» Records excerpted from a collection
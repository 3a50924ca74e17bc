pub fn approx_eq(a: f64, b: f64, epsilon: f64) -> bool {
    (a - b).abs() < epsilon
}

/// Solves a*t^2 + b*t + c = 0 and returns the roots in ascending order.
/// None when there is no real root, including the degenerate a == 0 case
/// (parallel relative motion never closes the gap).
pub fn solve_quadratic(a: f64, b: f64, c: f64) -> Option<(f64, f64)> {
    if a == 0.0 {
        return None;
    }
    let discriminant = b * b - 4.0 * a * c;
    if discriminant < 0.0 {
        return None;
    }
    let sqrt_d = discriminant.sqrt();
    return Some(((-b - sqrt_d) / (2.0 * a), (-b + sqrt_d) / (2.0 * a)));
}

pub fn kinetic_energy(mass: f64, speed: f64) -> f64 {
    0.5 * mass * speed * speed
}

/// Maps -0.0 to +0.0; every other value passes through.
pub fn scrub_negative_zero(value: f64) -> f64 {
    if value == 0.0 {
        0.0
    } else {
        value
    }
}
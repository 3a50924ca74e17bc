use crate::math_core;
use crate::Particle;

/// Aggregate view of a particle slice. Every disk has unit mass.
#[derive(Debug, Clone, Default)]
pub struct Statistics {
    pub num_particles: usize,
    pub total_energy: f64,
    pub pair_collisions: u64,
    pub wall_collisions: u64,
}

impl Statistics {
    pub fn build(particles: &[Particle]) -> Self {
        let mut res = Self::default();
        res.num_particles = particles.len();
        res.total_energy = particles
            .iter()
            .map(|p| math_core::kinetic_energy(1.0, p.velocity.length()))
            .sum();
        res.pair_collisions = particles.iter().map(|p| p.pair_collisions as u64).sum();
        res.wall_collisions = particles.iter().map(|p| p.wall_collisions as u64).sum();
        return res;
    }
}
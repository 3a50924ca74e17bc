pub const DISTANCE_EPS: f64 = 1e-8;
pub const DOUBLE_COMPARE_EPS_STRICT: f64 = 1e-10;

/// Sentinel time meaning "these two disks never touch". Far outside the
/// unit step, so every `< 1` filter discards it.
pub const NO_COLLISION: f64 = 1.0e5;
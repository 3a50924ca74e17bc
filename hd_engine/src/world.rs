use crate::Vec2;
use serde::{Deserialize, Serialize};

/// World parameters, immutable once input parsing is done. Threaded
/// through every component instead of living in globals.
#[derive(Debug, Clone, Copy, Serialize, Deserialize, PartialEq)]
pub struct World {
    /// Number of disks.
    pub particle_count: usize,
    /// Side of the square box.
    pub box_size: f64,
    /// Disk radius, shared by all disks.
    pub radius: f64,
    /// Number of unit-length steps to simulate.
    pub steps: usize,
}

impl World {
    pub fn new(particle_count: usize, box_size: f64, radius: f64, steps: usize) -> Self {
        World {
            particle_count,
            box_size,
            radius,
            steps,
        }
    }

    /// True when a disk center lies inside the padded interior
    /// r <= x <= L - r, r <= y <= L - r.
    pub fn contains(&self, position: Vec2) -> bool {
        position.x >= self.radius
            && position.x <= self.box_size - self.radius
            && position.y >= self.radius
            && position.y <= self.box_size - self.radius
    }
}
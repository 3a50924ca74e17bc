use crate::{Particle, Vec2, World};
use rand::Rng;

/// Synthesizes the particles the input did not supply, with indices
/// `first_index..particle_count`: position uniform inside the padded
/// interior, velocity components uniform in [L/(8r), L/4]. Draw order
/// per particle is x, y, vx, vy, so a seeded generator reproduces runs.
pub fn generate_missing(world: &World, first_index: usize, rng: &mut impl Rng) -> Vec<Particle> {
    let position_lo = world.radius;
    let position_hi = world.box_size - world.radius;
    let velocity_lo = world.box_size / (8.0 * world.radius);
    let velocity_hi = world.box_size / 4.0;
    (first_index..world.particle_count)
        .map(|index| {
            let position = Vec2::new(
                rng.gen_range(position_lo..position_hi),
                rng.gen_range(position_lo..position_hi),
            );
            let velocity = Vec2::new(
                rng.gen_range(velocity_lo..velocity_hi),
                rng.gen_range(velocity_lo..velocity_hi),
            );
            Particle::new(index, position, velocity)
        })
        .collect()
}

» What is being asked
An acceptable answer repeats every entry exactly, with nothing omitted.

» Task answer
repository 3a50924ca74e17bc
pub fn approx_eq(a: f64, b: f64, epsilon: f64) -> bool {
    (a - b).abs() < epsilon
}

/// Solves a*t^2 + b*t + c = 0 and returns the roots in ascending order.
/// None when there is no real root, including the degenerate a == 0 case
/// (parallel relative motion never closes the gap).
pub fn solve_quadratic(a: f64, b: f64, c: f64) -> Option<(f64, f64)> {
    if a == 0.0 {
        return None;
    }
    let discriminant = b * b - 4.0 * a * c;
    if discriminant < 0.0 {
        return None;
    }
    let sqrt_d = discriminant.sqrt();
    return Some(((-b - sqrt_d) / (2.0 * a), (-b + sqrt_d) / (2.0 * a)));
}

pub fn kinetic_energy(mass: f64, speed: f64) -> f64 {
    0.5 * mass * speed * speed
}

/// Maps -0.0 to +0.0; every other value passes through.
pub fn scrub_negative_zero(value: f64) -> f64 {
    if value == 0.0 {
        0.0
    } else {
        value
    }
}
repository 3a50924ca74e17bc
use crate::math_core;
use crate::Particle;

/// Aggregate view of a particle slice. Every disk has unit mass.
#[derive(Debug, Clone, Default)]
pub struct Statistics {
    pub num_particles: usize,
    pub total_energy: f64,
    pub pair_collisions: u64,
    pub wall_collisions: u64,
}

impl Statistics {
    pub fn build(particles: &[Particle]) -> Self {
        let mut res = Self::default();
        res.num_particles = particles.len();
        res.total_energy = particles
            .iter()
            .map(|p| math_core::kinetic_energy(1.0, p.velocity.length()))
            .sum();
        res.pair_collisions = particles.iter().map(|p| p.pair_collisions as u64).sum();
        res.wall_collisions = particles.iter().map(|p| p.wall_collisions as u64).sum();
        return res;
    }
}
repository 3a50924ca74e17bc
pub const DISTANCE_EPS: f64 = 1e-8;
pub const DOUBLE_COMPARE_EPS_STRICT: f64 = 1e-10;

/// Sentinel time meaning "these two disks never touch". Far outside the
/// unit step, so every `< 1` filter discards it.
pub const NO_COLLISION: f64 = 1.0e5;
repository 3a50924ca74e17bc
filename hd_engine/src/world.rs
use crate::Vec2;
use serde::{Deserialize, Serialize};

/// World parameters, immutable once input parsing is done. Threaded
/// through every component instead of living in globals.
#[derive(Debug, Clone, Copy, Serialize, Deserialize, PartialEq)]
pub struct World {
    /// Number of disks.
    pub particle_count: usize,
    /// Side of the square box.
    pub box_size: f64,
    /// Disk radius, shared by all disks.
    pub radius: f64,
    /// Number of unit-length steps to simulate.
    pub steps: usize,
}

impl World {
    pub fn new(particle_count: usize, box_size: f64, radius: f64, steps: usize) -> Self {
        World {
            particle_count,
            box_size,
            radius,
            steps,
        }
    }

    /// True when a disk center lies inside the padded interior
    /// r <= x <= L - r, r <= y <= L - r.
    pub fn contains(&self, position: Vec2) -> bool {
        position.x >= self.radius
            && position.x <= self.box_size - self.radius
            && position.y >= self.radius
            && position.y <= self.box_size - self.radius
    }
}
repository 3a50924ca74e17bc
use crate::{Particle, Vec2, World};
use rand::Rng;

/// Synthesizes the particles the input did not supply, with indices
/// `first_index..particle_count`: position uniform inside the padded
/// interior, velocity components uniform in [L/(8r), L/4]. Draw order
/// per particle is x, y, vx, vy, so a seeded generator reproduces runs.
pub fn generate_missing(world: &World, first_index: usize, rng: &mut impl Rng) -> Vec<Particle> {
    let position_lo = world.radius;
    let position_hi = world.box_size - world.radius;
    let velocity_lo = world.box_size / (8.0 * world.radius);
    let velocity_hi = world.box_size / 4.0;
    (first_index..world.particle_count)
        .map(|index| {
            let position = Vec2::new(
                rng.gen_range(position_lo..position_hi),
                rng.gen_range(position_lo..position_hi),
            );
            let velocity = Vec2::new(
                rng.gen_range(velocity_lo..velocity_hi),
                rng.gen_range(velocity_lo..velocity_hi),
            );
            Particle::new(index, position, velocity)
        })
        .collect()
}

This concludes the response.